There were 876 housing units, of which 6.4% were vacant. The homeowner vacancy rate was 2.7% and the rental vacancy rate was 5.2%.

Racial composition as of the 2020 census
| Race | Number | Percent |
|---|---|---|
| White | 1,617 | 89.9% |
| Black or African American | 50 | 2.8% |
| American Indian and Alaska Native | 6 | 0.3% |
| Asian | 4 | 0.2% |
| Native Hawaiian and Other Pacific Islander | 3 | 0.2% |
| Some other race | 8 | 0.4% |
| Two or more races | 110 | 6.1% |
| Hispanic or Latino (of any race) | 51 | 2.8% |

===2010 census===
As of the census of 2010, there were 1,806 people, 819 households, and 494 families living in the city. The population density was 2124.7 PD/sqmi. There were 890 housing units at an average density of 1047.1 /sqmi. The racial makeup of the city was 95.8% White, 1.8% African American, 0.2% Native American, 0.3% Asian, 0.1% Pacific Islander, 0.1% from other races, and 1.6% from two or more races. Hispanic or Latino of any race were 1.9% of the population.

There were 819 households, of which 23.2% had children under the age of 18 living with them, 42.5% were married couples living together, 12.7% had a female householder with no husband present, 5.1% had a male householder with no wife present, and 39.7% were non-families. 33.8% of all households were made up of individuals, and 14.3% had someone living alone who was 65 years of age or older. The average household size was 2.19 and the average family size was 2.76.

The median age in the city was 45.6 years. 18.2% of residents were under the age of 18; 5.9% were between the ages of 18 and 24; 24.8% were from 25 to 44; 30.8% were from 45 to 64; and 20.3% were 65 years of age or older. The gender makeup of the city was 47.0% male and 53.0% female.

===2000 census===
As of the census of 2000, there were 1,815 people, 789 households, and 522 families living in the city. The population density was 2,130.8 people per square mile (824.4/km^{2}). There were 855 housing units at an average density of 1,003.8 per square mile (388.4/km^{2}). The racial makeup of the city was 97.80% White, 1.60% African American, 0.11% Native American, 0.06% Asian, and 0.44% from two or more races. Hispanic or Latino of any race were 0.83% of the population.

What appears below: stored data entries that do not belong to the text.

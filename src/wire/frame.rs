use std::fmt::{Debug, Formatter};

use bytes::{Buf, BufMut, BytesMut};
use bytes_varint::{VarIntSupport, VarIntSupportMut};
use bytes_varint::try_get_fixed::TryGetFixedSupport;


/// A [ChannelId] is sent in every frame's header to identify the channel for decoding and
///  dispatch on the receiving side.
///
/// Ids are plain u16 values. A deployment assigns them application-wide; a few ids near the
///  top of the range are reserved for session-internal traffic (login, liveness, discovery),
///  see `ReservedChannelIds`.
#[derive(Copy, Clone, Eq, PartialEq, Ord, PartialOrd, Hash)]
pub struct ChannelId(pub u16);

impl Debug for ChannelId {
    fn fmt(&self, f: &mut Formatter<'_>) -> std::fmt::Result {
        write!(f, "ch#{}", self.0)
    }
}

impl ChannelId {
    pub fn write(&self, buf: &mut BytesMut, encoding: ChannelIdEncoding) {
        match encoding {
            ChannelIdEncoding::Fixed => buf.put_u16(self.0),
            ChannelIdEncoding::Varint => buf.put_u16_varint(self.0),
        }
    }

    pub fn try_read(buf: &mut impl Buf, encoding: ChannelIdEncoding) -> anyhow::Result<ChannelId> {
        let raw = match encoding {
            ChannelIdEncoding::Fixed => buf.try_get_u16()?,
            ChannelIdEncoding::Varint => buf.try_get_u16_varint()?,
        };
        Ok(ChannelId(raw))
    }

    pub fn encoded_len(&self, encoding: ChannelIdEncoding) -> usize {
        match encoding {
            ChannelIdEncoding::Fixed => 2,
            ChannelIdEncoding::Varint => crate::util::buf::varint_len(self.0 as u64),
        }
    }
}


/// How channel ids are encoded on the wire. This is fixed per deployment (both ends must be
///  configured identically), it is not negotiated at runtime.
#[derive(Debug, Clone, Copy, Eq, PartialEq)]
pub enum ChannelIdEncoding {
    /// fixed two bytes, big endian
    Fixed,
    /// varint, one to three bytes for a u16
    Varint,
}


/// One decoded frame header plus a view on its payload bytes. The view borrows from the
///  receive buffer, so it must be consumed before the buffer is reused.
#[derive(Debug, Eq, PartialEq)]
pub struct Frame<'a> {
    pub channel_id: ChannelId,
    pub payload: &'a [u8],
}

pub const FRAME_LEN_PREFIX_SIZE: usize = 2;

/// Appends one frame to `buf`: u16 payload length (big endian), channel id, payload bytes.
///  The length counts the payload only, not the channel id.
pub fn write_frame(
    buf: &mut BytesMut,
    encoding: ChannelIdEncoding,
    channel_id: ChannelId,
    payload: &[u8],
) -> anyhow::Result<()> {
    if payload.len() > u16::MAX as usize {
        anyhow::bail!("frame payload of {} bytes exceeds the u16 length prefix", payload.len());
    }
    buf.put_u16(payload.len() as u16);
    channel_id.write(buf, encoding);
    buf.put_slice(payload);
    Ok(())
}

/// Consumes the next frame from the front of `buf`, advancing it past the frame. A transport
///  buffer may hold any number of concatenated frames; callers scan by calling this until it
///  returns `None`.
///
/// A length prefix that would read past the end of the buffer is a framing error: the caller
///  is expected to discard the rest of the buffer and carry on with the next one.
pub fn try_next_frame<'a>(
    buf: &mut &'a [u8],
    encoding: ChannelIdEncoding,
) -> anyhow::Result<Option<Frame<'a>>> {
    if buf.is_empty() {
        return Ok(None);
    }

    let payload_len = TryGetFixedSupport::try_get_u16(buf)? as usize;
    let channel_id = ChannelId::try_read(buf, encoding)?;

    if buf.len() < payload_len {
        anyhow::bail!("frame payload length {} overruns buffer ({} bytes left)", payload_len, buf.len());
    }

    let (payload, rest) = buf.split_at(payload_len);
    *buf = rest;
    Ok(Some(Frame { channel_id, payload }))
}


#[cfg(test)]
mod test {
    use rstest::rstest;
    use super::*;

    #[rstest]
    #[case::fixed(ChannelIdEncoding::Fixed, ChannelId(5), b"\0\x03\0\x05abc" as &[u8])]
    #[case::fixed_high(ChannelIdEncoding::Fixed, ChannelId(0xFFFE), b"\0\x03\xff\xfeabc" as &[u8])]
    #[case::varint_short(ChannelIdEncoding::Varint, ChannelId(5), b"\0\x03\x05abc" as &[u8])]
    #[case::varint_long(ChannelIdEncoding::Varint, ChannelId(300), b"\0\x03\xac\x02abc" as &[u8])]
    fn test_write_frame(#[case] encoding: ChannelIdEncoding, #[case] channel_id: ChannelId, #[case] expected: &[u8]) {
        let mut buf = BytesMut::new();
        write_frame(&mut buf, encoding, channel_id, b"abc").unwrap();
        assert_eq!(buf.as_ref(), expected);

        assert_eq!(buf.len(), FRAME_LEN_PREFIX_SIZE + channel_id.encoded_len(encoding) + 3);
    }

    #[rstest]
    #[case::fixed(ChannelIdEncoding::Fixed)]
    #[case::varint(ChannelIdEncoding::Varint)]
    fn test_frame_round_trip(#[case] encoding: ChannelIdEncoding) {
        let mut buf = BytesMut::new();
        write_frame(&mut buf, encoding, ChannelId(7), b"payload").unwrap();

        let mut r: &[u8] = buf.as_ref();
        let frame = try_next_frame(&mut r, encoding).unwrap().unwrap();
        assert_eq!(frame.channel_id, ChannelId(7));
        assert_eq!(frame.payload, b"payload");
        assert!(try_next_frame(&mut r, encoding).unwrap().is_none());
    }

    #[rstest]
    #[case::fixed(ChannelIdEncoding::Fixed)]
    #[case::varint(ChannelIdEncoding::Varint)]
    fn test_concatenated_frames(#[case] encoding: ChannelIdEncoding) {
        let mut buf = BytesMut::new();
        write_frame(&mut buf, encoding, ChannelId(1), b"").unwrap();
        write_frame(&mut buf, encoding, ChannelId(300), b"xy").unwrap();
        write_frame(&mut buf, encoding, ChannelId(3), &[9u8; 500]).unwrap();

        let mut r: &[u8] = buf.as_ref();
        let mut seen = Vec::new();
        while let Some(frame) = try_next_frame(&mut r, encoding).unwrap() {
            seen.push((frame.channel_id, frame.payload.len()));
        }
        assert_eq!(seen, vec![(ChannelId(1), 0), (ChannelId(300), 2), (ChannelId(3), 500)]);
        assert!(r.is_empty());
    }

    #[test]
    fn test_overrun_is_framing_error() {
        // claims 10 payload bytes, delivers 3
        let mut r: &[u8] = b"\0\x0a\0\x01abc";
        assert!(try_next_frame(&mut r, ChannelIdEncoding::Fixed).is_err());
    }

    #[test]
    fn test_truncated_header_is_framing_error() {
        let mut r: &[u8] = b"\0";
        assert!(try_next_frame(&mut r, ChannelIdEncoding::Fixed).is_err());
    }

    #[test]
    fn test_oversized_payload_rejected_on_write() {
        let mut buf = BytesMut::new();
        let payload = vec![0u8; u16::MAX as usize + 1];
        assert!(write_frame(&mut buf, ChannelIdEncoding::Fixed, ChannelId(1), &payload).is_err());
    }
}
#[async_trait::async_trait]
impl StreamHandler for ClientCore {
    async fn on_connected(&self, _connection: Arc<TcpConnection>) {
        // the peer is created by the connect path, which also owns the callback
    }

    async fn on_disconnected(&self, connection: Arc<TcpConnection>) {
        let removed = self.clear_server_peer(&connection);

        if let Some(peer) = removed {
            info!("disconnected from server {:?}", peer);
            let handler = self.on_disconnected.lock().expect("handler lock poisoned").clone();
            if let Some(handler) = handler {
                self.executor.run(Box::new(move || handler(peer)));
            }
        }
    }

    async fn on_frame(&self, connection: Arc<TcpConnection>, channel_id: ChannelId, payload: &[u8]) {
        self.dispatch_frame(connection.peer_ip(), channel_id, payload, true).await;
    }
}
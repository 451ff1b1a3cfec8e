pub mod codec;
pub mod compress;
pub mod frame;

There were 789 households, out of which 24.1% had children under the age of 18 living with them, 49.3% were married couples living together, 12.9% had a female householder with no husband present, and 33.8% were non-families. 30.0% of all households were made up of individuals, and 14.8% had someone living alone who was 65 years of age or older. The average household size was 2.28 and the average family size was 2.82.

In the city, the age distribution of the population shows 19.1% under the age of 18, 7.2% from 18 to 24, 27.7% from 25 to 44, 25.8% from 45 to 64, and 20.3% who were 65 years of age or older. The median age was 42 years. For every 100 females, there were 90.5 males. For every 100 females age 18 and over, there were 85.0 males.

The median income for a household in the city was $28,000, and the median income for a family was $31,078. Males had a median income of $25,962 versus $25,788 for females. The per capita income for the city was $16,520. About 11.8% of families and 13.3% of the population were below the poverty line, including 22.6% of those under age 18 and 7.3% of those age 65 or over.